On 4 February 2015, the District Court of Rotterdam rendered a judgment (ECLI:NL:RBROT:2015:879) on, among other things, the question of whether the director of a selling legal entity was liable. The director had sold the assets of the company operated by the legal entity and had given a forecast of the turnover to be achieved, including on the basis of a turnover estimate, a continuous workflow and a list of prospects. It was also agreed that cooperation would be continued with the selling party, whereby the buyer could continue to use the house style, etc., among other things.
The predicted results do not come close to what has been achieved. The selling legal entity goes bankrupt. As a result, the agreed cooperation did not become what was agreed.
First, it was claimed that the (indirect) director is jointly and severally liable for the shortcomings of the (bankrupt) legal entity pursuant to Section 2:11 of the Dutch Civil Code. Insofar as the purchaser achieves a continuation of the contractual liability of the legal person with this assertion, it fails according to the court. The court rightly ruled that it is generally assumed that Article 2:11 of the Dutch Civil Code only refers to liability arising from the law and therefore not to contractual liability. This has also been confirmed in a passage in the memorandum of reply (Parliamentary Papers I, 16 631, no. 27b, p. 22).
The court states that, in order for the driver to act unlawfully, it must be established that the driver deliberately informed the other party incorrectly, orally or in writing. The court does not explain that, as follows from settled case law, the assessment criterion is in principle that there must be a (personal) serious blame. This relatively high threshold for liability of a director is justified by the circumstance that the actions of the BV are primarily involved and by the social interest in preventing directors from letting their actions be determined to an undesirable extent by defensive considerations.
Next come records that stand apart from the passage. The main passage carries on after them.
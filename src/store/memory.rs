use std::cmp::Ordering;
use std::sync::Arc;

use async_trait::async_trait;
use dashmap::DashMap;
use tokio::sync::RwLock;

use super::{InsertOutcome, Predicate, Row, Store, StoreError, Value};

/// In-memory `Store` for tests and embedders. One latched row vector per
/// relation; `insert_unless` decides under the write latch, which gives it
/// the same atomicity a server-side conditional insert has.
pub struct InMemoryStore {
    relations: DashMap<String, Arc<RwLock<Vec<Row>>>>,
}

impl Default for InMemoryStore {
    fn default() -> Self {
        Self::new()
    }
}

impl InMemoryStore {
    pub fn new() -> Self {
        Self {
            relations: DashMap::new(),
        }
    }

    fn table(&self, relation: &str) -> Arc<RwLock<Vec<Row>>> {
        self.relations
            .entry(relation.to_string())
            .or_insert_with(|| Arc::new(RwLock::new(Vec::new())))
            .value()
            .clone()
    }

    pub async fn row_count(&self, relation: &str) -> usize {
        self.table(relation).read().await.len()
    }
}

fn value_cmp(a: &Value, b: &Value) -> Option<Ordering> {
    match (a, b) {
        (Value::Number(x), Value::Number(y)) => match (x.as_i64(), y.as_i64()) {
            (Some(x), Some(y)) => Some(x.cmp(&y)),
            _ => None,
        },
        (Value::String(x), Value::String(y)) => Some(x.cmp(y)),
        _ => None,
    }
}

fn matches_one(row: &Row, predicate: &Predicate) -> bool {
    match predicate {
        Predicate::Eq(column, value) => row.get(column) == Some(value),
        Predicate::Lt(column, value) => row
            .get(column)
            .and_then(|v| value_cmp(v, value))
            .is_some_and(|o| o == Ordering::Less),
        Predicate::Gt(column, value) => row
            .get(column)
            .and_then(|v| value_cmp(v, value))
            .is_some_and(|o| o == Ordering::Greater),
        Predicate::Gte(column, value) => row
            .get(column)
            .and_then(|v| value_cmp(v, value))
            .is_some_and(|o| o != Ordering::Less),
        Predicate::In(column, values) => row.get(column).is_some_and(|v| values.contains(v)),
        Predicate::Or(branches) => branches.iter().any(|conjunction| matches(row, conjunction)),
    }
}

fn matches(row: &Row, predicates: &[Predicate]) -> bool {
    predicates.iter().all(|p| matches_one(row, p))
}

#[async_trait]
impl Store for InMemoryStore {
    async fn select(
        &self,
        relation: &str,
        columns: &[&str],
        predicates: &[Predicate],
    ) -> Result<Vec<Row>, StoreError> {
        let table = self.table(relation);
        let rows = table.read().await;
        Ok(rows
            .iter()
            .filter(|row| matches(row, predicates))
            .map(|row| row.project(columns))
            .collect())
    }

    async fn insert(&self, relation: &str, row: Row) -> Result<(), StoreError> {
        let table = self.table(relation);
        table.write().await.push(row);
        Ok(())
    }

    async fn update(
        &self,
        relation: &str,
        patch: Row,
        predicates: &[Predicate],
    ) -> Result<u64, StoreError> {
        let table = self.table(relation);
        let mut rows = table.write().await;
        let mut changed = 0;
        for row in rows.iter_mut() {
            if matches(row, predicates) {
                row.merge(&patch);
                changed += 1;
            }
        }
        Ok(changed)
    }

    async fn upsert(&self, relation: &str, row: Row, conflict_key: &str) -> Result<(), StoreError> {
        let table = self.table(relation);
        let mut rows = table.write().await;
        let key = row.get(conflict_key).cloned();
        if let Some(existing) = rows
            .iter_mut()
            .find(|r| key.is_some() && r.get(conflict_key) == key.as_ref())
        {
            *existing = row;
        } else {
            rows.push(row);
        }
        Ok(())
    }

    async fn insert_unless(
        &self,
        relation: &str,
        row: Row,
        guard: &[Predicate],
    ) -> Result<InsertOutcome, StoreError> {
        let table = self.table(relation);
        let mut rows = table.write().await;
        let blocking: Vec<Row> = rows.iter().filter(|r| matches(r, guard)).cloned().collect();
        if !blocking.is_empty() {
            return Ok(InsertOutcome::Refused(blocking));
        }
        rows.push(row);
        Ok(InsertOutcome::Inserted)
    }
}
// Copyright (c) 2025 Geoffrey Huntley <ghuntley@ghuntley.com>. All rights reserved.
// SPDX-License-Identifier: Proprietary

use mindra_common_i18n::LocaleContext;
use mindra_server_contact::ContactForm;

use super::{escape, form::render_form, href, language_switcher, layout, social_links, CONTACT_EMAIL};

/// General contact page.
pub fn render_contact(ctx: &LocaleContext, form: &ContactForm) -> String {
	let c = &ctx.translations().contact;
	let title: String = c
		.title
		.iter()
		.map(|line| format!(r#"<span class="line">{}</span>"#, escape(line)))
		.collect();

	let body = format!(
		r#"<main class="contact">
    <header>
        <a class="back" href="{back_href}">{back}</a>
        {switcher}
    </header>
    <section class="contact-info">
        <h1>{title}</h1>
        <div class="email">
            <span class="label">{email_label}</span>
            <a href="mailto:{CONTACT_EMAIL}">{CONTACT_EMAIL}</a>
        </div>
        {social}
    </section>
    <section class="contact-form-section">
{form}
    </section>
</main>"#,
		back_href = href(ctx, "/"),
		back = escape(c.back),
		switcher = language_switcher(ctx, "/contact"),
		email_label = escape(c.email_label),
		social = social_links(),
		form = render_form(ctx, form, &href(ctx, "/contact")),
	);

	layout(ctx, &c.title.join(" "), "", &body)
}

#[cfg(test)]
mod tests {
	use super::*;
	use mindra_common_i18n::Locale;
	use mindra_server_contact::FormKind;

	#[test]
	fn renders_full_page_form() {
		let html = render_contact(&LocaleContext::new(Locale::En), &ContactForm::new(FormKind::ContactPage));
		assert!(html.contains("<title>Get in Touch</title>"));
		assert!(html.contains(r#"placeholder="Details...""#));
		assert!(html.contains(r#"<option value="Party">Party</option>"#));
		assert!(html.contains("mailto:hello@mindra.com"));
		assert!(html.contains(r#"action="/contact?lang=en""#));
	}

	#[test]
	fn ukrainian_title_is_escaped() {
		let html = render_contact(&LocaleContext::new(Locale::Uk), &ContactForm::new(FormKind::ContactPage));
		assert!(html.contains("Зв&#39;яжіться з нами"));
		assert!(html.contains("НАДІСЛАТИ ЗАПИТ"));
	}
}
See HR 5 September 2014, ECLI:NL:HR:2014:2628.
The court also finds, partly on the basis of a witness statement from the (former) manager of the company sold, that the director must have known at the time of the sale in question that the forecast was not feasible. The court ruled that the driver deliberately acted unlawfully here.
Now that the court assumes awareness of the incorrect statements during the sale, this also falls under the above-mentioned standard of serious (personal) culpability. This may explain why the court’s justification for the standard for directors’ liability is limited.
The deliberate presentation of an incorrect forecast when assets are sold may result in liability on the part of the director of that legal entity. Although the present issue does not explicitly relate to a franchise relationship, the present issue is also important for that purpose, now that the situations described could very well arise in franchising as well.